It is not yet clear how much can be accomplished given the atmosphere of intra- and inter-party conflict that still prevails. The Farm Bill is one of the many pieces of standard congressional business that has been on hold, but when the funding of the entire government needs to be at least extended, and when responses are required for multiple international conflicts, it seems likely that there could be delays.

For decades the Farm Bill has been an omnibus package of laws about new and existing agriculture or nutrition programs (e.g. SNAP). If congress is not able to draft and pass a new Farm Bill before the end of the year, they may instead pass an extension of the current bill and deal with it in 2024. If the current law lapses without an extension, the Farm Bill would actually revert to what it was in the 1940s because technically each new farm bill is an additional amendment to one old version. Ironically that would be a flashback to the decade in which the two likely 2024 presidential nominees were born.

The Farm Bill tends to be something with bipartisan support although there are Republicans that are not supportive of government aid programs like SNAP even though that expense amounts to only $6/day of benefits to poor families. Many USDA conservation programs that support specific desirable farming practices are funded through the farm bill, but those are not typically controversial. There are practical, political, and logistic reasons to combine most farming-related laws and programs in one big Farm Bill. This is because even when there is a functioning government there are only so many bills/year that can be fully considered one at a time.

Heidi Heitkamp was a U.S. Senator for North Dakota and is now with business consultancy alliantgroup. Heitkamp says that farm-linked congressional leaders are optimistic that there will at least be an extension of the existing bill passed before the end of the year, and they have been working in the background to hammer out the details for eventual passage of a newly drafted Farm bill.

There are some unique elements being considered for inclusion in the new Farm Bill. One is the possibility of incorporating sustained funding for certain Climate-Smart Commodity and Climate mitigation programs that were part of the Inflation Reduction Act of 2020. That bill only set up funding for five years and sooner or later a more sustained option would be desirable.

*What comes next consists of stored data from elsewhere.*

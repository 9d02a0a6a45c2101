use crate::clients::youtube::{ChannelRecord, VideoRecord};
use crate::repository::RepositoryRecord;
use crate::strategy::{MonetizationStrategies, RecommendedStrategy};
use crate::transcript::TranscriptAnalysis;
use crate::trends::MarketFit;
use serde::{Deserialize, Serialize};
use std::path::PathBuf;

/// Full results of a video or channel run
pub const RESULTS_FILE: &str = "results.json";
/// Short run summary
pub const SUMMARY_FILE: &str = "summary.json";
/// Strategy set with ethical and legal evaluations
pub const STRATEGIES_FILE: &str = "monetization_strategies.json";
/// Rendered monetization plan
pub const PLAN_FILE: &str = "monetization_plan.md";
/// Trend report as JSON
pub const TREND_JSON_FILE: &str = "trend_report.json";
/// Trend report as Markdown
pub const TREND_MARKDOWN_FILE: &str = "trend_report.md";
/// Twitter and LinkedIn posts
pub const SOCIAL_FILE: &str = "social_media.json";
/// Build documentation, only when the build pipeline ran
pub const SETUP_FILE: &str = "application_setup.md";
/// Channel metadata
pub const CHANNEL_INFO_FILE: &str = "channel_info.json";
/// `{"error": "..."}` for a failed run
pub const ERROR_FILE: &str = "error.json";

/// Contents of a video's `results.json`
#[allow(missing_docs)]
#[derive(Debug, Clone, Serialize, Deserialize)]
pub struct VideoResults {
    pub video: VideoRecord,
    pub transcript: TranscriptAnalysis,
    /// Model summary of the transcript, when one was produced
    pub summary: Option<String>,
    pub repositories: Vec<RepositoryRecord>,
    pub recommended_strategy: Option<RecommendedStrategy>,
    /// RFC 3339
    pub processed_at: String,
}

/// Contents of a video's `summary.json`
#[allow(missing_docs)]
#[derive(Debug, Clone, PartialEq, Serialize, Deserialize)]
pub struct RunSummary {
    pub video_id: String,
    pub title: String,
    pub channel: String,
    pub transcript_available: bool,
    pub technologies: Vec<String>,
    /// `owner/repo` of every linked repository
    pub repositories: Vec<String>,
    pub strategy_count: usize,
    pub recommended_strategy: Option<String>,
    pub top_technology: String,
    pub content_popularity: String,
    /// Names of the files written for this run
    pub files: Vec<String>,
}

/// What [`super::Pipeline::process_video`] hands back
#[allow(missing_docs)]
#[derive(Debug, Clone, PartialEq, Serialize, Deserialize)]
pub struct VideoOutcome {
    pub video_id: String,
    pub title: String,
    pub output_dir: PathBuf,
    pub summary: RunSummary,
}

/// Per-video line of a channel's `results.json`
#[allow(missing_docs)]
#[derive(Debug, Clone, PartialEq, Eq, Serialize, Deserialize)]
pub struct VideoStatus {
    pub video_id: String,
    pub title: String,
    /// `success` or `error`
    pub status: String,
    pub output_dir: Option<PathBuf>,
    pub error: Option<String>,
}

impl VideoStatus {
    /// Whether the video was processed
    pub fn succeeded(&self) -> bool {
        self.status == "success"
    }
}

/// Contents of a channel's `results.json`
#[allow(missing_docs)]
#[derive(Debug, Clone, PartialEq, Serialize, Deserialize)]
pub struct ChannelResults {
    pub channel: ChannelRecord,
    pub processed: usize,
    pub failed: usize,
    pub videos: Vec<VideoStatus>,
}

/// What [`super::Pipeline::process_channel`] hands back
#[allow(missing_docs)]
#[derive(Debug, Clone, PartialEq, Serialize, Deserialize)]
pub struct ChannelOutcome {
    pub output_dir: PathBuf,
    pub results: ChannelResults,
}

/// Contents of `<name>_analysis.json`
#[allow(missing_docs)]
#[derive(Debug, Clone, Serialize, Deserialize)]
pub struct RepositoryAnalysis {
    pub repository: RepositoryRecord,
    pub market_fit: MarketFit,
    pub monetization: MonetizationStrategies,
    /// RFC 3339
    pub analyzed_at: String,
}

/// What [`super::Pipeline::analyze_repository_url`] hands back
#[allow(missing_docs)]
#[derive(Debug, Clone)]
pub struct RepositoryOutcome {
    pub name: String,
    pub analysis_file: PathBuf,
    /// Set when the build pipeline ran
    pub setup_file: Option<PathBuf>,
    pub build_succeeded: Option<bool>,
}
use lazy_static::lazy_static;
use regex::Regex;
use serde::{Deserialize, Serialize};
use std::collections::HashSet;

/// Technologies recognised in titles, descriptions and transcripts
pub const TECHNOLOGIES: &[&str] = &[
    "Python", "JavaScript", "TypeScript", "Java", "C#", "C++", "Go", "Rust",
    "React", "Angular", "Vue", "Next.js", "Svelte", "Node.js", "Express",
    "Django", "Flask", "FastAPI", "Spring Boot", "ASP.NET",
    "TensorFlow", "PyTorch", "scikit-learn", "Keras",
    "Docker", "Kubernetes", "AWS", "Azure", "GCP",
    "PostgreSQL", "MySQL", "MongoDB", "Redis", "Elasticsearch",
];

lazy_static! {
    static ref GITHUB_URL: Regex = Regex::new(
        r"(?:https?://)?(?:www\.)?github\.com/([A-Za-z0-9_-]+)/([A-Za-z0-9_.-]+)"
    ).expect("valid GitHub URL regex");

    static ref TECHNOLOGY_PATTERNS: Vec<(&'static str, Regex)> = TECHNOLOGIES
        .iter()
        .map(|tech| {
            let pattern = format!(
                r"(?i)(?:^|[^A-Za-z0-9_]){}(?:$|[^A-Za-z0-9_+#])",
                regex::escape(tech)
            );
            (*tech, Regex::new(&pattern).expect("valid technology regex"))
        })
        .collect();
}

/// A GitHub repository referenced in video text
#[derive(Debug, Clone, Serialize, Deserialize, PartialEq, Eq, Hash)]
pub struct RepositoryRef {
    /// Account or organisation
    pub owner: String,
    /// Repository name
    pub repo: String,
    /// Canonical `https://github.com/{owner}/{repo}` URL
    pub url: String,
}

impl RepositoryRef {
    /// Builds a reference with a canonical URL
    pub fn new(owner: &str, repo: &str) -> Self {
        Self {
            owner: owner.to_string(),
            repo: repo.to_string(),
            url: format!("https://github.com/{}/{}", owner, repo),
        }
    }

    /// `owner/repo`
    pub fn full_name(&self) -> String {
        format!("{}/{}", self.owner, self.repo)
    }
}

/// Finds GitHub repository links, deduplicated case-insensitively in first-seen order
pub fn detect_github_repositories(text: &str) -> Vec<RepositoryRef> {
    let mut seen = HashSet::new();
    let mut repos = Vec::new();

    for caps in GITHUB_URL.captures_iter(text) {
        let owner = &caps[1];
        let repo = caps[2].trim_end_matches('.');
        let repo = repo.strip_suffix(".git").unwrap_or(repo);
        if repo.is_empty() {
            continue;
        }

        if seen.insert(format!("{}/{}", owner, repo).to_lowercase()) {
            repos.push(RepositoryRef::new(owner, repo));
        }
    }
    repos
}

/// Technologies from [`TECHNOLOGIES`] mentioned anywhere in the text, in list order
pub fn detect_technologies(text: &str) -> Vec<String> {
    TECHNOLOGY_PATTERNS
        .iter()
        .filter(|(_, re)| re.is_match(text))
        .map(|(tech, _)| tech.to_string())
        .collect()
}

There is an example of bipartisan legislation that was introduced earlier this year by Representatives Jimmy Panetta, a Democrat from California, and Jim Baird, an Indiana Republican, which calls for a definition and appropriate regulation for a category of agricultural products called biostimulants.

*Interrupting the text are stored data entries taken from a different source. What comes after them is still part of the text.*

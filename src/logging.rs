use crate::error::Result;
use env_logger::{Builder, Env};
use log::{self, LevelFilter};
use chrono::Local;
use std::io::Write;
use yansi::Paint;

/// Initializes the application's logging system with the specified log level
///
/// `RUST_LOG` takes precedence over `log_level` when it is set.
/// Calling this twice is harmless; the second call is ignored.
pub fn init(log_level: &str) -> Result<()> {
    let env = Env::default()
        .filter_or("RUST_LOG", log_level)
        .write_style_or("RUST_LOG_STYLE", "auto");

    let _ = Builder::from_env(env)
        .format(|buf, record| {
            writeln!(buf, "{}", format_log(record))
        })
        .try_init();

    Ok(())
}

/// Maps the CLI verbosity flag onto a level string for [`init`]
pub fn level_for(verbose: bool) -> &'static str {
    if verbose { "debug" } else { "info" }
}

/// Formats a log record into a structured string
///
/// Returns a formatted string with timestamp, level, target and message
pub fn format_log(record: &log::Record) -> String {
    let level = match record.level() {
        log::Level::Error => Paint::red("ERROR").bold(),
        log::Level::Warn => Paint::yellow("WARN ").bold(),
        log::Level::Info => Paint::cyan("INFO ").bold(),
        log::Level::Debug => Paint::blue("DEBUG").bold(),
        log::Level::Trace => Paint::new("TRACE"),
    };

    let timestamp = Local::now().format("%Y-%m-%d %H:%M:%S%.3f");
    let target = if !record.target().is_empty() {
        record.target()
    } else {
        record.module_path().unwrap_or("unknown")
    };

    format!(
        "[{}] {} [{}] {}",
        timestamp,
        level,
        target,
        record.args()
    )
}

/// Parses a log level string into a LevelFilter, defaulting to Info
pub fn parse_log_level(level: &str) -> LevelFilter {
    match level.to_lowercase().as_str() {
        "error" => LevelFilter::Error,
        "warn" => LevelFilter::Warn,
        "info" => LevelFilter::Info,
        "debug" => LevelFilter::Debug,
        "trace" => LevelFilter::Trace,
        _ => LevelFilter::Info,
    }
}

#[cfg(test)]
mod tests {
    use super::*;

    #[test]
    fn test_parse_log_level() {
        assert_eq!(parse_log_level("error"), LevelFilter::Error);
        assert_eq!(parse_log_level("WARN"), LevelFilter::Warn);
        assert_eq!(parse_log_level("info"), LevelFilter::Info);
        assert_eq!(parse_log_level("debug"), LevelFilter::Debug);
        assert_eq!(parse_log_level("trace"), LevelFilter::Trace);
        assert_eq!(parse_log_level("loud"), LevelFilter::Info);
    }

    #[test]
    fn test_level_for_verbose_flag() {
        assert_eq!(parse_log_level(level_for(true)), LevelFilter::Debug);
        assert_eq!(parse_log_level(level_for(false)), LevelFilter::Info);
    }

    #[test]
    fn test_format_log_contains_target_and_message() {
        let line = format_log(
            &log::Record::builder()
                .args(format_args!("cloned {} files", 12))
                .level(log::Level::Info)
                .target("contentmonetizer::repository")
                .build(),
        );
        assert!(line.contains("[contentmonetizer::repository]"));
        assert!(line.ends_with("cloned 12 files"));
    }
}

This biostimulant act is being discussed under the Farm Bill umbrella and so its implementation hangs in the balance. Biostimulants are a diverse category of products that can help crops to grow more vigorously, better utilize available nutrients, and cope with environmental stresses as they grow and approach harvest.

One example of a plant biostimulant that has been on the market for some time is an extract of the marine seaweed species Ascophyllum nodosum produced by the company Acadian Plant Health in Canada. It helps crops deal with stresses of various types. Its effects are complex but include beneficial changes in the soil microbiome. Other biostimulants include humic and fulvic acid, protein hydrolysates, phosphites and certain beneficial microbes.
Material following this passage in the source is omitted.